Overall, I think the presentation went very well. Human nature being what it is, though, I remember the two very minor vocal stumbles I made during the talk more than the thirty minutes of good performance I put into it. I also second-guess whether my reliance on a script—which I was not reading, per se, but did need to remember my lines—makes my part of the talk sound like I am reading an essay, which could be exhausting to listen to. No one has ever said that to me, but I wonder about it just the same.

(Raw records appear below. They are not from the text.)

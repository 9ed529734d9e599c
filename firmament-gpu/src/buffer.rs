use wgpu::util::DeviceExt;

use crate::BufferUsage;

/// Buffer Wrapper
pub struct Buffer {
    pub inner: wgpu::Buffer,
    /// Size in bytes
    pub size: wgpu::BufferAddress,
}

/// Buffer Builder
pub struct Builder<'a, 'b> {
    pub gpu: &'a crate::Gpu,
    pub descriptor: wgpu::BufferDescriptor<'b>,
}

impl<'a, 'b> Builder<'a, 'b> {
    #[inline(always)]
    pub fn allow_copy_dst(mut self) -> Self {
        self.descriptor.usage |= wgpu::BufferUsages::COPY_DST;
        self
    }

    #[inline(always)]
    pub fn use_as_vertex(mut self) -> Self {
        self.descriptor.usage |= wgpu::BufferUsages::VERTEX;
        self
    }

    #[inline(always)]
    pub fn use_as_index(mut self) -> Self {
        self.descriptor.usage |= wgpu::BufferUsages::INDEX;
        self
    }

    /// Buffers that are rewritten later must accept copies
    #[inline(always)]
    pub fn usage(self, usage: BufferUsage) -> Self {
        match usage {
            BufferUsage::StaticDraw => self,
            BufferUsage::DynamicDraw | BufferUsage::StreamDraw => self.allow_copy_dst(),
        }
    }

    /// Creates the buffer filled with the contents
    #[inline(always)]
    pub fn create_init(self, contents: &[u8]) -> Buffer {
        let inner = self
            .gpu
            .device()
            .create_buffer_init(&wgpu::util::BufferInitDescriptor {
                label: self.descriptor.label,
                contents,
                usage: self.descriptor.usage,
            });
        Buffer {
            inner,
            size: contents.len() as wgpu::BufferAddress,
        }
    }
}
#[cfg(test)]
mod tests {
    use super::*;
    use crate::executer::ExecutionStatus;
    use serde_json::json;

    fn completed(result: Option<Value>, mutated_args: Vec<Value>) -> ExecutionOutcome {
        ExecutionOutcome {
            status: ExecutionStatus::Completed,
            result,
            logs: Vec::new(),
            mutated_args,
            tracked: Map::new(),
            error: None,
            time_ms: 1,
        }
    }

    fn case(input: Value, output: Value) -> TestCase {
        TestCase {
            input: match input {
                Value::Array(items) => items,
                other => vec![other],
            },
            output,
        }
    }

    #[test]
    fn test_values_equal_rounds_to_five_decimals() {
        assert!(values_equal(&json!(0.3), &json!(0.300004)));
        assert!(!values_equal(&json!(0.3), &json!(0.30002)));
        assert!(values_equal(&json!(2), &json!(2.0)));
        assert!(values_equal(
            &json!([[1.000001], { "a": 2 }]),
            &json!([[1.0], { "a": 2.0000049 }])
        ));
        assert!(!values_equal(&json!([1, 2]), &json!([2, 1])));
        assert!(values_equal(&json!("1"), &json!("1")));
        assert!(!values_equal(&json!("1"), &json!(1)));
    }

    #[test]
    fn test_multiset_equal() {
        let a = vec![json!(1), json!(2), json!(2), json!(3)];
        let b = vec![json!(3), json!(2), json!(1), json!(2)];
        assert!(multiset_equal(&a, &b));

        let c = vec![json!(1), json!(2), json!(3), json!(3)];
        assert!(!multiset_equal(&a, &c));
        assert!(!multiset_equal(&a, &a[..3].to_vec()));
    }

    #[tokio::test]
    async fn test_return_value_judge() {
        let trusted = TrustedExecuter::default();
        let case = case(json!([[2, 7], 9]), json!([0, 1]));

        let outcome = completed(Some(json!([0, 1])), vec![json!([2, 7]), json!(9)]);
        let judgement = judge_case(
            &JudgeSpec::ReturnValue,
            &case,
            &outcome,
            &ParamType::Array,
            &trusted,
        )
        .await;
        assert!(judgement.passed);
        assert_eq!(judgement.actual, Some(json!([0, 1])));

        let outcome = completed(Some(json!([1, 0])), vec![json!([2, 7]), json!(9)]);
        let judgement = judge_case(
            &JudgeSpec::ReturnValue,
            &case,
            &outcome,
            &ParamType::Array,
            &trusted,
        )
        .await;
        assert!(!judgement.passed);
        assert!(judgement.error.is_none());
    }

    #[tokio::test]
    async fn test_return_value_normalizes_tree_expected() {
        let trusted = TrustedExecuter::default();
        // Author wrote redundant trailing nulls; the engine never emits them.
        let case = case(json!([[1]]), json!([1, null, null]));
        let outcome = completed(Some(json!([1])), vec![json!([1])]);
        let judgement = judge_case(
            &JudgeSpec::ReturnValue,
            &case,
            &outcome,
            &ParamType::TreeNode,
            &trusted,
        )
        .await;
        assert!(judgement.passed);
    }

    #[tokio::test]
    async fn test_return_value_null_matches_empty_list() {
        let trusted = TrustedExecuter::default();
        let case = case(json!([[]]), Value::Null);
        let outcome = completed(Some(json!([])), vec![json!([])]);
        let judgement = judge_case(
            &JudgeSpec::ReturnValue,
            &case,
            &outcome,
            &ParamType::ListNode,
            &trusted,
        )
        .await;
        assert!(judgement.passed);
    }

    #[tokio::test]
    async fn test_mutating_array_with_k() {
        let trusted = TrustedExecuter::default();
        let judge = JudgeSpec::MutatingArrayWithK {
            array_param_index: 0,
            k_is_return_value: true,
            ignore_order: false,
        };
        let case = case(json!([[3, 2, 2, 3], 3]), json!([2, 2]));

        // Entries past k are garbage by contract and must be ignored.
        let outcome = completed(Some(json!(2)), vec![json!([2, 2, 99, 99]), json!(3)]);
        let judgement = judge_case(&judge, &case, &outcome, &ParamType::Number, &trusted).await;
        assert!(judgement.passed);
        assert_eq!(judgement.actual, Some(json!([2, 2])));

        // k larger than the array is clamped.
        let outcome = completed(Some(json!(10)), vec![json!([2, 2]), json!(3)]);
        let judgement = judge_case(&judge, &case, &outcome, &ParamType::Number, &trusted).await;
        assert!(judgement.passed);

        // Non-numeric k is a judge error, not a crash.
        let outcome = completed(Some(json!("two")), vec![json!([2, 2]), json!(3)]);
        let judgement = judge_case(&judge, &case, &outcome, &ParamType::Number, &trusted).await;
        assert!(!judgement.passed);
        assert!(judgement.error.is_some());
    }

    #[tokio::test]
    async fn test_mutating_array_ignore_order() {
        let trusted = TrustedExecuter::default();
        let judge = JudgeSpec::MutatingArrayWithK {
            array_param_index: 0,
            k_is_return_value: false,
            ignore_order: true,
        };
        let case = case(json!([[3, 1, 2]]), json!([1, 2, 3]));

        let outcome = completed(None, vec![json!([2, 3, 1])]);
        let judgement = judge_case(&judge, &case, &outcome, &ParamType::Void, &trusted).await;
        assert!(judgement.passed);

        let outcome = completed(None, vec![json!([2, 3, 3])]);
        let judgement = judge_case(&judge, &case, &outcome, &ParamType::Void, &trusted).await;
        assert!(!judgement.passed);
    }

    #[tokio::test]
    async fn test_mutating_array_non_array_argument() {
        let trusted = TrustedExecuter::default();
        let judge = JudgeSpec::MutatingArrayWithK {
            array_param_index: 0,
            k_is_return_value: false,
            ignore_order: false,
        };
        let case = case(json!([5]), json!([5]));
        let outcome = completed(None, vec![json!(5)]);
        let judgement = judge_case(&judge, &case, &outcome, &ParamType::Void, &trusted).await;
        assert!(!judgement.passed);
        assert!(judgement
            .error
            .as_deref()
            .is_some_and(|e| e.contains("not an array")));
    }

    #[tokio::test]
    async fn test_custom_script_judge() {
        let trusted = TrustedExecuter::default();
        let script = r#"
            function validate(input, expected, actual, mutatedArgs) {
                return actual === expected * 2;
            }
        "#;
        let judge = JudgeSpec::CustomScript {
            script: script.to_string(),
        };
        let case = case(json!([3]), json!(21));

        let outcome = completed(Some(json!(42)), vec![json!(3)]);
        let judgement = judge_case(&judge, &case, &outcome, &ParamType::Number, &trusted).await;
        assert!(judgement.passed);

        let outcome = completed(Some(json!(41)), vec![json!(3)]);
        let judgement = judge_case(&judge, &case, &outcome, &ParamType::Number, &trusted).await;
        assert!(!judgement.passed);
        assert!(judgement.error.is_none());
    }

    #[tokio::test]
    async fn test_custom_script_truthy_verdicts() {
        let trusted = TrustedExecuter::default();
        let script = "function validate() { return 'looks fine'; }";
        let judge = JudgeSpec::CustomScript {
            script: script.to_string(),
        };
        let case = case(json!([1]), json!(1));
        let outcome = completed(Some(json!(1)), vec![json!(1)]);
        let judgement = judge_case(&judge, &case, &outcome, &ParamType::Number, &trusted).await;
        assert!(judgement.passed);

        let script = "function validate() { return 0; }";
        let judge = JudgeSpec::CustomScript {
            script: script.to_string(),
        };
        let judgement = judge_case(&judge, &case, &outcome, &ParamType::Number, &trusted).await;
        assert!(!judgement.passed);
    }

    #[tokio::test]
    async fn test_custom_script_throw_is_judge_error() {
        let trusted = TrustedExecuter::default();
        let judge = JudgeSpec::CustomScript {
            script: "function validate() { throw new Error('bad validator'); }".to_string(),
        };
        let case = case(json!([1]), json!(1));
        let outcome = completed(Some(json!(1)), vec![json!(1)]);
        let judgement = judge_case(&judge, &case, &outcome, &ParamType::Number, &trusted).await;
        assert!(!judgement.passed);
        assert!(judgement
            .error
            .as_deref()
            .is_some_and(|e| e.contains("bad validator")));
    }

    #[tokio::test]
    async fn test_custom_script_missing_validate() {
        let trusted = TrustedExecuter::default();
        let judge = JudgeSpec::CustomScript {
            script: "function check() { return true; }".to_string(),
        };
        let case = case(json!([1]), json!(1));
        let outcome = completed(Some(json!(1)), vec![json!(1)]);
        let judgement = judge_case(&judge, &case, &outcome, &ParamType::Number, &trusted).await;
        assert!(!judgement.passed);
        assert!(judgement
            .error
            .as_deref()
            .is_some_and(|e| e.contains("not defined")));
    }

    #[tokio::test]
    async fn test_custom_script_sees_mutated_args() {
        let trusted = TrustedExecuter::default();
        let script = r#"
            function validate(input, expected, actual, mutatedArgs) {
                return mutatedArgs[0][0] === 9;
            }
        "#;
        let judge = JudgeSpec::CustomScript {
            script: script.to_string(),
        };
        let case = case(json!([[1, 2]]), Value::Null);
        let outcome = completed(None, vec![json!([9, 2])]);
        let judgement = judge_case(&judge, &case, &outcome, &ParamType::Void, &trusted).await;
        assert!(judgement.passed);
    }
}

Working out what I am going to say out loud has always been part of my process when preparing a talk. Writing it down and editing it to exactly what I would want to say is a newer approach, which I think works out very well. It does, however, lead to an unnaturally efficient way of speaking, where no word is wasted—as long as I can remember my script. The next time I present to a live audience, with less accessible speaker notes and interruptions from the audience to handle, will put my new approach to presentations to the test. At this point in the COVID-19 pandemic, though, my next live presentation will likely be somewhat far in the future.